2) Avoid prologues: they can be annoying, especially a prologue following an introduction that comes after a foreword. But these are ordinarily found in non-fiction. A prologue in a novel is backstory, and you can drop it in anywhere you want. There is a prologue in John Steinbeck's Sweet Thursday, but it's OK because a character in the book makes the point of what my rules are all about. He says: "I like a lot of talk in a book and I don't like to have nobody tell me what the guy that's talking looks like. I want to figure out what he looks like from the
way he talks."


3) Never use a verb other than "said" to carry dialogue. The line of dialogue belongs to the character; the verb is the writer sticking his nose in. But "said" is far less intrusive than "grumbled", "gasped", "cautioned", "lied". I once noticed Mary McCarthy ending a line of dialogue with "she asseverated" and had to stop reading and go to the dictionary.


4) Never use an adverb to modify the verb "said" . . . he admonished gravely. To use an adverb this way (or almost any way) is a mortal sin. The writer is now exposing himself in earnest, using a word that distracts and can interrupt the rhythm of the exchange. I have a character in one of my books tell how she used to write historical romances "full of rape and adverbs".
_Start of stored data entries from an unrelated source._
//! Error types surfaced by index construction, chunk decoding and range scans.

use thiserror::Error;

/// Crate-wide result alias.
pub type Result<T> = std::result::Result<T, RecordIoError>;

#[derive(Debug, Error)]
pub enum RecordIoError {
    /// Read or seek failure on the underlying stream.
    #[error("io error: {0}")]
    Io(#[from] std::io::Error),

    #[error("invalid chunk header at offset {offset}: {reason}")]
    InvalidHeader { offset: u64, reason: String },

    #[error("invalid chunk at offset {offset}: {reason}")]
    InvalidChunk { offset: u64, reason: String },

    /// The stream ended, or a chunk held fewer records than indexed, before the
    /// requested range was exhausted.
    #[error("stream truncated at offset {offset}: {reason}")]
    Truncated { offset: u64, reason: String },

    #[error("chunk ordinal {ordinal} out of range ({num_chunks} chunks)")]
    ChunkOutOfRange { ordinal: usize, num_chunks: usize },

    #[error("no current record; advance() has not reported an available record")]
    NoCurrentRecord,

    #[error("failed to encode index: {0}")]
    IndexEncode(#[from] bincode::error::EncodeError),

    #[error("failed to decode index: {reason}")]
    IndexDecode { reason: String },

    #[error("invalid options: {reason}")]
    InvalidOptions { reason: String },
}

impl From<bincode::error::DecodeError> for RecordIoError {
    fn from(err: bincode::error::DecodeError) -> Self {
        Self::IndexDecode {
            reason: err.to_string(),
        }
    }
}

impl RecordIoError {
    /// True when the error reports data damage rather than an I/O or caller fault.
    #[must_use]
    pub fn is_corruption(&self) -> bool {
        matches!(
            self,
            Self::InvalidHeader { .. } | Self::InvalidChunk { .. } | Self::Truncated { .. }
        )
    }
}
5) Keep your exclamation points under control. You are allowed no more than two or three per 100,000 words of prose. If you have the knack of playing with exclaimers the way Tom Wolfe does, you can throw them in by the handful.


6) Never use the words "suddenly" or "all hell broke loose". This rule doesn't require an explanation. I have noticed that writers who use "suddenly" tend to exercise less control in the application of exclamation points.


7) Use regional dialect, patois, sparingly. Once you start spelling words in dialogue phonetically and loading the page with apostrophes, you won't be able to stop. Notice the way Annie Proulx captures the flavour of Wyoming voices in her book of short stories Close Range.


8) Avoid detailed descriptions of characters, which Steinbeck covered. In Ernest Hemingway's "Hills Like White Elephants", what do the "American and the girl with him" look like? "She had taken off her hat and put it on the table." That's the only reference to a physical description in the story.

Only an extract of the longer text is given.